[YOUR INSTRUCTIONS]
Up to and including the line that contains "pub struct LayerInfo", repeat each line of the data exactly, starting from the first.

[GIVEN DATA]
//! The layers and instance extensions the installed loader advertises.

use ash::vk;
use vkli_sys::Result;

use crate::enumerate::{fixed_str, two_call};
use crate::negotiate::{negotiate, NegotiatedSet, PriorityList};
use crate::symbols::GlobalFns;

/// An instance layer reported by the loader.
#[derive(Debug, Clone, PartialEq, Eq)]
pub struct LayerInfo {
    /// The layer name, e.g. `VK_LAYER_KHRONOS_validation`.
    pub name: String,
    /// The human readable description.
    pub description: String,
    /// The Vulkan version the layer was written against.
    pub spec_version: u32,
    /// The layer's own version.
    pub implementation_version: u32,
}

impl From<&vk::LayerProperties> for LayerInfo {
    fn from(value: &vk::LayerProperties) -> Self {
        Self {
            name: fixed_str(&value.layer_name),
            description: fixed_str(&value.description),
            spec_version: value.spec_version,
            implementation_version: value.implementation_version,
        }
    }
}

/// An instance extension reported by the loader.
#[derive(Debug, Clone, PartialEq, Eq)]
pub struct ExtensionInfo {
    /// The extension name, e.g. `VK_KHR_surface`.
    pub name: String,
    /// The extension's revision.
    pub spec_version: u32,
}

impl From<&vk::ExtensionProperties> for ExtensionInfo {
    fn from(value: &vk::ExtensionProperties) -> Self {
        Self {
            name: fixed_str(&value.extension_name),
            spec_version: value.spec_version,
        }
    }
}

/// Everything the loader offers at the instance level, in the order the
/// loader reported it.
#[derive(Debug, Clone, Default, PartialEq, Eq)]
pub struct CapabilityCatalog {
    layers: Vec<LayerInfo>,
    extensions: Vec<ExtensionInfo>,
}

impl CapabilityCatalog {
    /// Queries the loader for its layers and instance extensions.
    pub fn enumerate(fns: &GlobalFns) -> Result<Self> {
        let layers = two_call("instance layers", |count, properties| unsafe {
            (fns.enumerate_instance_layer_properties)(count, properties)
        })?;
        let extensions = two_call("instance extensions", |count, properties| unsafe {
            (fns.enumerate_instance_extension_properties)(std::ptr::null(), count, properties)
        })?;

        Ok(Self {
            layers: layers.iter().map(LayerInfo::from).collect(),
            extensions: extensions.iter().map(ExtensionInfo::from).collect(),
        })
    }

    /// Builds a catalog from already known capabilities.
    pub fn from_parts(layers: Vec<LayerInfo>, extensions: Vec<ExtensionInfo>) -> Self {
        Self { layers, extensions }
    }

    /// The available layers.
    pub fn layers(&self) -> &[LayerInfo] {
        &self.layers
    }

    /// The available instance extensions.
    pub fn extensions(&self) -> &[ExtensionInfo] {
        &self.extensions
    }

    /// Returns `true` if the layer `name` is available.
    pub fn has_layer(&self, name: &str) -> bool {
        self.layers.iter().any(|layer| layer.name == name)
    }

    /// Returns `true` if the instance extension `name` is available.
    pub fn has_extension(&self, name: &str) -> bool {
        self.extensions.iter().any(|extension| extension.name == name)
    }

    /// The names of the available layers.
    pub fn layer_names(&self) -> impl Iterator<Item = &str> {
        self.layers.iter().map(|layer| layer.name.as_str())
    }

    /// The names of the available instance extensions.
    pub fn extension_names(&self) -> impl Iterator<Item = &str> {
        self.extensions.iter().map(|extension| extension.name.as_str())
    }

    /// Negotiates layer priority lists against this catalog.
    pub fn negotiate_layers<'a>(
        &self,
        lists: impl IntoIterator<Item = &'a PriorityList>,
    ) -> NegotiatedSet {
        negotiate(lists, |name| self.has_layer(name))
    }

    /// Negotiates extension priority lists against this catalog.
    pub fn negotiate_extensions<'a>(
        &self,
        lists: impl IntoIterator<Item = &'a PriorityList>,
    ) -> NegotiatedSet {
        negotiate(lists, |name| self.has_extension(name))
    }

    /// Writes every available layer and extension to the log.
    pub fn log_summary(&self) {
        log::info!("{} Available Layers:", self.layers.len());
        for layer in &self.layers {
            log::info!("{}> {}", layer.name, layer.description);
        }
        log::info!("{} Available Extensions:", self.extensions.len());
        for extension in &self.extensions {
            log::info!("{}> {}", extension.name, extension.spec_version);
        }
    }
}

[COMPLETED TASK]
//! The layers and instance extensions the installed loader advertises.

use ash::vk;
use vkli_sys::Result;

use crate::enumerate::{fixed_str, two_call};
use crate::negotiate::{negotiate, NegotiatedSet, PriorityList};
use crate::symbols::GlobalFns;

/// An instance layer reported by the loader.
#[derive(Debug, Clone, PartialEq, Eq)]
pub struct LayerInfo {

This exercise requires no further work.